La tendenza è sempre la stessa: quella di utilizzare ogni pretesto, da ultimo il Covid, per aumentare la spesa assistenziale con interventi tra loro scoordinati. Aggiungendo risorse e interventi per rimediare ai problemi non risolti, ma evitando accuratamente di rimediare le storture dei provvedimenti precedenti. Giova ricordare, ad esempio, che un emendamento proposto recentemente da una parlamentare del M5s (!) per obbligare i beneficiari del Rdc ad accettare le offerte di lavoro a termine è stato respinto dalla maggioranza parlamentare.

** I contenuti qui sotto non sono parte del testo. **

//! Tile-Blend core - the per-pixel tiling sampler
//!
//! This crate provides:
//! - The dual-lattice tile-blend sampler as a pure CPU function
//! - Lattice hashes used to seed per-cell rotation
//! - Repeat-wrapped, bilinear texture sampling
//! - Full-frame software rasterization into an RGBA image
//!
//! The WGSL shader in `tileblend-renderer` mirrors this implementation step
//! for step, so anything rendered on the GPU can be reproduced here.

pub mod color;
pub mod hash;
pub mod math;
pub mod params;
pub mod raster;
pub mod sampler;
pub mod texture;

pub use color::Rgba;
pub use hash::{HashKind, LatticeHash, ScalarHash, VectorHash};
pub use math::{FULL_ROTATION, Vec2};
pub use params::{Resolution, SamplerConfig, TileBlendParams, Variant, Wave};
pub use raster::render_frame;
pub use sampler::{LatticeSample, Lookup, TileBlendSampler, blend_weight};
pub use texture::{ImageTexture, SolidTexture, Texture, TextureError};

Tra il 2008 e il 2019 la spesa assistenziale, solo per la componente erogata dallo Stato, è aumentata da 74 a 114 miliardi l’anno, per un volume complessivo superiore ai 250 mld. Nel medesimo periodo il numero delle persone in condizioni di povertà assoluta si è incrementato da 2,5 milioni a 5,6 milioni.

Il tema meriterebbe una maggiore attenzione. Il Reddito di cittadinanza è diventato il simbolo di una deriva assistenziale, ma non basterà la riforma di questo provvedimento per contenerla.